Is AI sneaking up on you through student submissions?

In one form or another, generative AI is finding its way into students’ works. Grammarly has typically been embrace for allowing students to more clearly express their ideas. There’s a chance that a rephrasing tool could be doing the same. Then there’s the increasing additions of supportive AI tools to platforms like Google Workspace and Documents and, if reports are true, Apple’s full-on embrace of AI in its upcoming operating systems. It’s conceivable that by the start of the next school year, every platform we’re used to interacting with will have been “augmented” by AI.

So, the question will become to block, or not to block? The analogy I use when speaking with educators is that of the walled-garden, which has been used to enforce academic integrity for centuries now. Whether it was the floor of the arena taken over for final exams, a lecture hall, or a locked-down digital interface, schools have been in search of the best venue to ensure that the only content resource available to a student was the one between their ears. And yet, we know that students have always been industrious and motivated to work less, so we have to use tools like our Document Audit, History Reports, and Replay as a digital-walled-garden equivalent.

But, is a block and enforce approach the correct approach?

AI can be frighteningly good at helping your students!

If AI tools are already wide-spread and increasingly embedded in the platforms the students are familiar with, and will be expected to be proficient in for higher education and the workplace, does blocking their usage in secondary education make sense?

On the other hand, if a student can generate a 1500 word essay by passing ChatGPT the subject of their assignment, should they be allowed to use it?

We’re proponents of using AI appropriately, and responsibly. As such, our tools are focused on helping the educator identify usage of AI generated text, but also examine the process by which a work was written to understand how it evolved. That, combined with your own experience, knowledge of your students, and your intuition as an educator, will go a long way toward fostering a learning environment that can integrate the newest technologies without fear.

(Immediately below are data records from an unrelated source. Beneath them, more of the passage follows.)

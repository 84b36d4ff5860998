// Copyright 2026 the Sigil Authors
// SPDX-License-Identifier: Apache-2.0 OR MIT

use std::sync::Arc;

use criterion::{BenchmarkId, Criterion, black_box, criterion_group, criterion_main};

use sigil::asm::{Asm, ModuleBuilder};
use sigil::host::HostError;
use sigil::memory::LinearMemory;
use sigil::module::Module;
use sigil::opcode::Opcode;
use sigil::value::{Value, ValueType};
use sigil::vm::{Config, Vm};

fn bench_vm(c: &mut Criterion) {
    bench_add_chain(c);
    bench_branch_hot_loop(c);
    bench_call_overhead(c);
    bench_memory_traffic(c);
    bench_host_call_loop(c);
    bench_module_load(c);
}

fn ready_vm(builder: &ModuleBuilder) -> Vm {
    let module = Arc::new(Module::load(&builder.finish()).unwrap());
    let mut vm = Vm::new(module, Config::default());
    vm.init().unwrap();
    vm
}

/// Straight-line i32 adds of the given chain length.
fn build_add_chain(len: u32) -> ModuleBuilder {
    let mut b = ModuleBuilder::new();
    let ty = b.ty(&[], Some(ValueType::I32));
    let mut a = Asm::new();
    a.ldi32(0, 0);
    a.ldi32(1, 1);
    for _ in 0..len {
        a.op(Opcode::Add32, 0, 0, 1);
    }
    a.ret();
    let f = b.func(ty, 2, 0, a).unwrap();
    b.export_func(f, "chain");
    b
}

fn bench_add_chain(c: &mut Criterion) {
    let mut group = c.benchmark_group("add_chain");
    for &len in &[10_u32, 100, 1000] {
        let b = build_add_chain(len);
        let mut vm = ready_vm(&b);
        group.bench_with_input(BenchmarkId::from_parameter(len), &len, |bench, _| {
            bench.iter(|| {
                let out = vm.call("chain", &[]).unwrap();
                black_box(out);
            });
        });
    }
    group.finish();
}

/// Countdown loop: compare, branch, subtract.
fn bench_branch_hot_loop(c: &mut Criterion) {
    let mut b = ModuleBuilder::new();
    let ty = b.ty(&[ValueType::I32], Some(ValueType::I32));
    let mut a = Asm::new();
    let top = a.new_label();
    let done = a.new_label();
    a.ldi32(1, 0);
    a.ldi32(2, 1);
    a.place(top);
    a.jle(0, 1, done);
    a.op(Opcode::Sub32, 0, 0, 2);
    a.jmp(top);
    a.place(done);
    a.ret();
    let f = b.func(ty, 4, 0, a).unwrap();
    b.export_func(f, "countdown");

    let mut group = c.benchmark_group("branch_hot_loop");
    for &n in &[100_i32, 10_000] {
        let mut vm = ready_vm(&b);
        group.bench_with_input(BenchmarkId::from_parameter(n), &n, |bench, &n| {
            bench.iter(|| {
                let out = vm.call("countdown", &[Value::I32(n)]).unwrap();
                black_box(out);
            });
        });
    }
    group.finish();
}

/// A call that immediately returns, to measure frame push/pop cost.
fn bench_call_overhead(c: &mut Criterion) {
    let mut b = ModuleBuilder::new();
    let ty = b.ty(&[ValueType::I32], Some(ValueType::I32));
    let mut leaf = Asm::new();
    leaf.ret();
    let leaf_fn = b.func(ty, 1, 0, leaf).unwrap();

    let mut a = Asm::new();
    a.arg(0, 0);
    a.call(0, leaf_fn);
    a.ret();
    let f = b.func(ty, 2, 0, a).unwrap();
    b.export_func(f, "trampoline");

    let mut vm = ready_vm(&b);
    c.bench_function("call_overhead", |bench| {
        bench.iter(|| {
            let out = vm.call("trampoline", &[Value::I32(7)]).unwrap();
            black_box(out);
        });
    });
}

/// Store/load pairs walking a page of linear memory.
fn bench_memory_traffic(c: &mut Criterion) {
    let mut b = ModuleBuilder::new();
    b.memory(1, 1);
    let ty = b.ty(&[ValueType::I32], Some(ValueType::I32));
    let mut a = Asm::new();
    let top = a.new_label();
    let done = a.new_label();
    a.ldi32(1, 0); // cursor
    a.ldi32(2, 4);
    a.place(top);
    a.jle(0, 1, done);
    a.store32(0, 1, 0);
    a.load32(3, 1, 0);
    a.op(Opcode::Add32, 1, 1, 2);
    a.op(Opcode::Sub32, 0, 0, 2);
    a.jmp(top);
    a.place(done);
    a.mov(0, 3);
    a.ret();
    let f = b.func(ty, 4, 0, a).unwrap();
    b.export_func(f, "walk");

    let mut vm = ready_vm(&b);
    c.bench_function("memory_traffic", |bench| {
        bench.iter(|| {
            let out = vm.call("walk", &[Value::I32(4096)]).unwrap();
            black_box(out);
        });
    });
}

/// Host dispatch cost: a loop of no-op host calls.
fn bench_host_call_loop(c: &mut Criterion) {
    let mut b = ModuleBuilder::new();
    let ty_sink = b.ty(&[ValueType::I32], None);
    let sink = b.import("bench", "sink", ty_sink);
    let ty = b.ty(&[ValueType::I32], Some(ValueType::I32));
    let mut a = Asm::new();
    let top = a.new_label();
    let done = a.new_label();
    a.ldi32(1, 0);
    a.ldi32(2, 1);
    a.place(top);
    a.jle(0, 1, done);
    a.arg(0, 0);
    a.call_host(3, sink);
    a.op(Opcode::Sub32, 0, 0, 2);
    a.jmp(top);
    a.place(done);
    a.ret();
    let f = b.func(ty, 4, 0, a).unwrap();
    b.export_func(f, "pump");

    let module = Arc::new(Module::load(&b.finish()).unwrap());
    let mut vm = Vm::new(module, Config::default());
    vm.register(
        "bench",
        "sink",
        |_mem: &mut LinearMemory, args: &[Value]| -> Result<Value, HostError> {
            Ok(Value::I32(args[0].as_i32()))
        },
    )
    .unwrap();
    vm.init().unwrap();

    let mut group = c.benchmark_group("host_call_loop");
    for &n in &[10_i32, 1000] {
        group.bench_with_input(BenchmarkId::from_parameter(n), &n, |bench, &n| {
            bench.iter(|| {
                let out = vm.call("pump", &[Value::I32(n)]).unwrap();
                black_box(out);
            });
        });
    }
    group.finish();
}

/// Container parse + validate throughput.
fn bench_module_load(c: &mut Criterion) {
    let b = build_add_chain(1000);
    let bytes = b.finish();
    c.bench_function("module_load", |bench| {
        bench.iter(|| {
            let m = Module::load(black_box(&bytes)).unwrap();
            black_box(m);
        });
    });
}

criterion_group!(benches, bench_vm);
criterion_main!(benches);
// Copyright 2026 the Sigil Authors
// SPDX-License-Identifier: Apache-2.0 OR MIT

//! End-to-end conformance suite for the sigil runtime.
//!
//! The actual tests live in `tests/conformance.rs`.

But we get it, keeping up with AI can be scary

We hear you. The pace of innovation and the sheer amount of tools that exist and are coming have created a ton of noise. It’s unrealistic and unfair to expect you, an already over-worked educator, to add proficiency in all-things AI to your skillset, at least not this quickly.

That’s our job, though, and we can tell you that “Generative AIs” are getting really, really, good and generating text, images, videos, audio, and code. And also, their number and quality are trending in the upwards and to the right direction of the graph 📈.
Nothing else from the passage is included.